Known as the world's most exclusive golf tournament, the PGA Grand Slam of Golf is an annual event contested by that year's winners of the four major championships; the Masters Tournament, the U.S. Open, The Open Championship (a.k.a. the British Open), and the PGA Championship.
The PGA Grand Slam of Golf was established in 1979, and is highly regarded by PGA Tour pros as the toughest qualifying event in all of golf. The tournament is held in the fall, after the PGA and European Tour seasons have ended, thus allowing the winners of the current season's four Major Championships to compete in the highly anticipated event, and providing a spectacular climax to the golfing calendar.

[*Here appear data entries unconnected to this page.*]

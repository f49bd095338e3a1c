//! # nas-codec
//!
//! Encoder/decoder for 5G NAS (Non-Access-Stratum) messages as defined in
//! 3GPP TS 24.501. The crate models the two plain message families, 5GS
//! mobility management (EPD 0x7E) and 5GS session management (EPD 0x2E),
//! together with the information elements they carry.
//!
//! Decoding is fail-fast: a malformed or truncated buffer yields an error
//! and never a partially filled message. The [`codec::DecodePolicy`]
//! selects how unknown optional IEs are treated; `Strict` rejects them,
//! `Lenient` logs and skips.
//!
//! ```
//! use nas_codec::codec::DecodePolicy;
//! use nas_codec::messages::NasMessage;
//!
//! let bytes = [0x7E, 0x00, 0x5F, 0x24];
//! let msg = NasMessage::decode(&bytes, DecodePolicy::Strict).unwrap();
//! assert_eq!(msg.to_bytes().unwrap(), bytes.to_vec());
//! ```

pub mod codec;
pub mod enums;
pub mod header;
pub mod ies;
pub mod messages;

pub use codec::{CodecError, CodecResult, DecodePolicy};
pub use enums::{
    ExtendedProtocolDiscriminator, MessageType, MmMessageType, SecurityHeaderType, SmMessageType,
};
pub use header::{NasHeader, NasHeaderType, PlainMmHeader, PlainSmHeader, SecuredHeader};
pub use messages::{MmMessage, MmMessageBody, NasMessage, SmMessage, SmMessageBody};

#[cfg(test)]
mod capture_tests;
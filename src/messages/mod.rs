//! NAS message dispatcher
//!
//! Top-level decode entry points. A buffer is routed by its extended
//! protocol discriminator to the 5GMM or 5GSM family, then by the message
//! type octet to the concrete body. Security-protected frames are split
//! into their secured header and opaque payload; this crate does not
//! verify or decipher them.

use bytes::{Buf, BufMut};

use crate::codec::{CodecResult, DecodePolicy};
use crate::enums::{MessageType, MmMessageType, SmMessageType};
use crate::header::{NasHeader, NasHeaderType, PlainMmHeader, PlainSmHeader, SecuredHeader};

pub mod mm;
pub mod sm;

pub use mm::*;
pub use sm::*;

// ============================================================================
// 5GMM message body
// ============================================================================

/// Body of a plain 5GMM message
#[derive(Debug, Clone, PartialEq, Eq)]
pub enum MmMessageBody {
    RegistrationRequest(RegistrationRequest),
    RegistrationAccept(RegistrationAccept),
    RegistrationComplete(RegistrationComplete),
    RegistrationReject(RegistrationReject),
    DeregistrationRequestUeOriginating(DeregistrationRequestUeOriginating),
    DeregistrationAcceptUeOriginating(DeregistrationAcceptUeOriginating),
    DeregistrationRequestUeTerminated(DeregistrationRequestUeTerminated),
    DeregistrationAcceptUeTerminated(DeregistrationAcceptUeTerminated),
    ServiceRequest(ServiceRequest),
    ServiceReject(ServiceReject),
    ServiceAccept(ServiceAccept),
    AuthenticationRequest(AuthenticationRequest),
    AuthenticationResponse(AuthenticationResponse),
    AuthenticationReject(AuthenticationReject),
    AuthenticationFailure(AuthenticationFailure),
    IdentityRequest(IdentityRequest),
    IdentityResponse(IdentityResponse),
    SecurityModeCommand(SecurityModeCommand),
    SecurityModeComplete(SecurityModeComplete),
    SecurityModeReject(SecurityModeReject),
    FiveGMmStatus(FiveGMmStatus),
    UlNasTransport(UlNasTransport),
    DlNasTransport(DlNasTransport),
}

impl MmMessageBody {
    /// Message type of the contained body
    pub fn message_type(&self) -> MmMessageType {
        match self {
            MmMessageBody::RegistrationRequest(_) => MmMessageType::RegistrationRequest,
            MmMessageBody::RegistrationAccept(_) => MmMessageType::RegistrationAccept,
            MmMessageBody::RegistrationComplete(_) => MmMessageType::RegistrationComplete,
            MmMessageBody::RegistrationReject(_) => MmMessageType::RegistrationReject,
            MmMessageBody::DeregistrationRequestUeOriginating(_) => {
                MmMessageType::DeregistrationRequestUeOriginating
            }
            MmMessageBody::DeregistrationAcceptUeOriginating(_) => {
                MmMessageType::DeregistrationAcceptUeOriginating
            }
            MmMessageBody::DeregistrationRequestUeTerminated(_) => {
                MmMessageType::DeregistrationRequestUeTerminated
            }
            MmMessageBody::DeregistrationAcceptUeTerminated(_) => {
                MmMessageType::DeregistrationAcceptUeTerminated
            }
            MmMessageBody::ServiceRequest(_) => MmMessageType::ServiceRequest,
            MmMessageBody::ServiceReject(_) => MmMessageType::ServiceReject,
            MmMessageBody::ServiceAccept(_) => MmMessageType::ServiceAccept,
            MmMessageBody::AuthenticationRequest(_) => MmMessageType::AuthenticationRequest,
            MmMessageBody::AuthenticationResponse(_) => MmMessageType::AuthenticationResponse,
            MmMessageBody::AuthenticationReject(_) => MmMessageType::AuthenticationReject,
            MmMessageBody::AuthenticationFailure(_) => MmMessageType::AuthenticationFailure,
            MmMessageBody::IdentityRequest(_) => MmMessageType::IdentityRequest,
            MmMessageBody::IdentityResponse(_) => MmMessageType::IdentityResponse,
            MmMessageBody::SecurityModeCommand(_) => MmMessageType::SecurityModeCommand,
            MmMessageBody::SecurityModeComplete(_) => MmMessageType::SecurityModeComplete,
            MmMessageBody::SecurityModeReject(_) => MmMessageType::SecurityModeReject,
            MmMessageBody::FiveGMmStatus(_) => MmMessageType::FiveGMmStatus,
            MmMessageBody::UlNasTransport(_) => MmMessageType::UlNasTransport,
            MmMessageBody::DlNasTransport(_) => MmMessageType::DlNasTransport,
        }
    }

    fn decode<B: Buf>(
        message_type: MmMessageType,
        buf: &mut B,
        policy: DecodePolicy,
    ) -> CodecResult<Self> {
        Ok(match message_type {
            MmMessageType::RegistrationRequest => {
                MmMessageBody::RegistrationRequest(RegistrationRequest::decode(buf, policy)?)
            }
            MmMessageType::RegistrationAccept => {
                MmMessageBody::RegistrationAccept(RegistrationAccept::decode(buf, policy)?)
            }
            MmMessageType::RegistrationComplete => {
                MmMessageBody::RegistrationComplete(RegistrationComplete::decode(buf, policy)?)
            }
            MmMessageType::RegistrationReject => {
                MmMessageBody::RegistrationReject(RegistrationReject::decode(buf, policy)?)
            }
            MmMessageType::DeregistrationRequestUeOriginating => {
                MmMessageBody::DeregistrationRequestUeOriginating(
                    DeregistrationRequestUeOriginating::decode(buf, policy)?,
                )
            }
            MmMessageType::DeregistrationAcceptUeOriginating => {
                MmMessageBody::DeregistrationAcceptUeOriginating(
                    DeregistrationAcceptUeOriginating::decode(buf, policy)?,
                )
            }
            MmMessageType::DeregistrationRequestUeTerminated => {
                MmMessageBody::DeregistrationRequestUeTerminated(
                    DeregistrationRequestUeTerminated::decode(buf, policy)?,
                )
            }
            MmMessageType::DeregistrationAcceptUeTerminated => {
                MmMessageBody::DeregistrationAcceptUeTerminated(
                    DeregistrationAcceptUeTerminated::decode(buf, policy)?,
                )
            }
            MmMessageType::ServiceRequest => {
                MmMessageBody::ServiceRequest(ServiceRequest::decode(buf, policy)?)
            }
            MmMessageType::ServiceReject => {
                MmMessageBody::ServiceReject(ServiceReject::decode(buf, policy)?)
            }
            MmMessageType::ServiceAccept => {
                MmMessageBody::ServiceAccept(ServiceAccept::decode(buf, policy)?)
            }
            MmMessageType::AuthenticationRequest => {
                MmMessageBody::AuthenticationRequest(AuthenticationRequest::decode(buf, policy)?)
            }
            MmMessageType::AuthenticationResponse => {
                MmMessageBody::AuthenticationResponse(AuthenticationResponse::decode(buf, policy)?)
            }
            MmMessageType::AuthenticationReject => {
                MmMessageBody::AuthenticationReject(AuthenticationReject::decode(buf, policy)?)
            }
            MmMessageType::AuthenticationFailure => {
                MmMessageBody::AuthenticationFailure(AuthenticationFailure::decode(buf, policy)?)
            }
            MmMessageType::IdentityRequest => {
                MmMessageBody::IdentityRequest(IdentityRequest::decode(buf, policy)?)
            }
            MmMessageType::IdentityResponse => {
                MmMessageBody::IdentityResponse(IdentityResponse::decode(buf, policy)?)
            }
            MmMessageType::SecurityModeCommand => {
                MmMessageBody::SecurityModeCommand(SecurityModeCommand::decode(buf, policy)?)
            }
            MmMessageType::SecurityModeComplete => {
                MmMessageBody::SecurityModeComplete(SecurityModeComplete::decode(buf, policy)?)
            }
            MmMessageType::SecurityModeReject => {
                MmMessageBody::SecurityModeReject(SecurityModeReject::decode(buf, policy)?)
            }
            MmMessageType::FiveGMmStatus => {
                MmMessageBody::FiveGMmStatus(FiveGMmStatus::decode(buf, policy)?)
            }
            MmMessageType::UlNasTransport => {
                MmMessageBody::UlNasTransport(UlNasTransport::decode(buf, policy)?)
            }
            MmMessageType::DlNasTransport => {
                MmMessageBody::DlNasTransport(DlNasTransport::decode(buf, policy)?)
            }
        })
    }

    fn encode<B: BufMut>(&self, buf: &mut B) -> CodecResult<()> {
        match self {
            MmMessageBody::RegistrationRequest(m) => m.encode(buf),
            MmMessageBody::RegistrationAccept(m) => m.encode(buf),
            MmMessageBody::RegistrationComplete(m) => m.encode(buf),
            MmMessageBody::RegistrationReject(m) => m.encode(buf),
            MmMessageBody::DeregistrationRequestUeOriginating(m) => m.encode(buf),
            MmMessageBody::DeregistrationAcceptUeOriginating(m) => m.encode(buf),
            MmMessageBody::DeregistrationRequestUeTerminated(m) => m.encode(buf),
            MmMessageBody::DeregistrationAcceptUeTerminated(m) => m.encode(buf),
            MmMessageBody::ServiceRequest(m) => m.encode(buf),
            MmMessageBody::ServiceReject(m) => m.encode(buf),
            MmMessageBody::ServiceAccept(m) => m.encode(buf),
            MmMessageBody::AuthenticationRequest(m) => m.encode(buf),
            MmMessageBody::AuthenticationResponse(m) => m.encode(buf),
            MmMessageBody::AuthenticationReject(m) => m.encode(buf),
            MmMessageBody::AuthenticationFailure(m) => m.encode(buf),
            MmMessageBody::IdentityRequest(m) => m.encode(buf),
            MmMessageBody::IdentityResponse(m) => m.encode(buf),
            MmMessageBody::SecurityModeCommand(m) => m.encode(buf),
            MmMessageBody::SecurityModeComplete(m) => m.encode(buf),
            MmMessageBody::SecurityModeReject(m) => m.encode(buf),
            MmMessageBody::FiveGMmStatus(m) => m.encode(buf),
            MmMessageBody::UlNasTransport(m) => m.encode(buf),
            MmMessageBody::DlNasTransport(m) => m.encode(buf),
        }
    }
}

Having grown from an 18-hole, single-day event, to a 2-day, 36-hole annual showdown which pits pro golf's best against the best, the PGA Grand Slam of Golf is played in front of a global television audience, encompassing more than 100 countries.

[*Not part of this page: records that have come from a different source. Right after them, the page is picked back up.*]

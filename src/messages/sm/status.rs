//! 5GSM Status Message (3GPP TS 24.501 Section 8.3.16)

use bytes::{Buf, BufMut};

use crate::codec::{get_u8, skip_unknown_ie, CodecResult, DecodePolicy};
use crate::enums::SmMessageType;
use crate::ies::ie3::{Ie5gSmCause, SmCause};

/// 5GSM Status message
#[derive(Debug, Clone, Copy, PartialEq, Eq, Default)]
pub struct FiveGSmStatus {
    /// 5GSM cause (mandatory)
    pub sm_cause: Ie5gSmCause,
}

impl FiveGSmStatus {
    /// Create a new 5GSM Status
    pub fn new(cause: SmCause) -> Self {
        Self {
            sm_cause: Ie5gSmCause::new(cause),
        }
    }

    /// Decode from bytes (after the header has been parsed)
    pub fn decode<B: Buf>(buf: &mut B, policy: DecodePolicy) -> CodecResult<Self> {
        let sm_cause = Ie5gSmCause::decode(buf)?;

        while buf.remaining() > 0 {
            let iei = get_u8(buf)?;
            skip_unknown_ie(buf, SmMessageType::FiveGSmStatus.into(), iei, policy)?;
        }

        Ok(Self { sm_cause })
    }

    /// Encode to bytes (body only, header written by the caller)
    pub fn encode<B: BufMut>(&self, buf: &mut B) -> CodecResult<()> {
        self.sm_cause.encode(buf);
        Ok(())
    }

    /// Get the message type
    pub fn message_type() -> SmMessageType {
        SmMessageType::FiveGSmStatus
    }
}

The inaugural Grand Slam was fought at Oak Hill Country Club in Rochester, New York, resulting with 1978 US Open winner, Andy North, and the 1978 Masters winner, Gary Player, sharing the victory as co-winners. Since then, the Grand Slam has been played on a different course each year, including many of the finest courses in the United States. However, from 1994 to 2006, the tournament settled down at the Poipu Bay Golf Course, in Kolaoa, on the island of Kauai, Hawaii. Then, in 2007, the Grand Slam found itself on the move once again, landing at the Mid Ocean Club in Bermuda.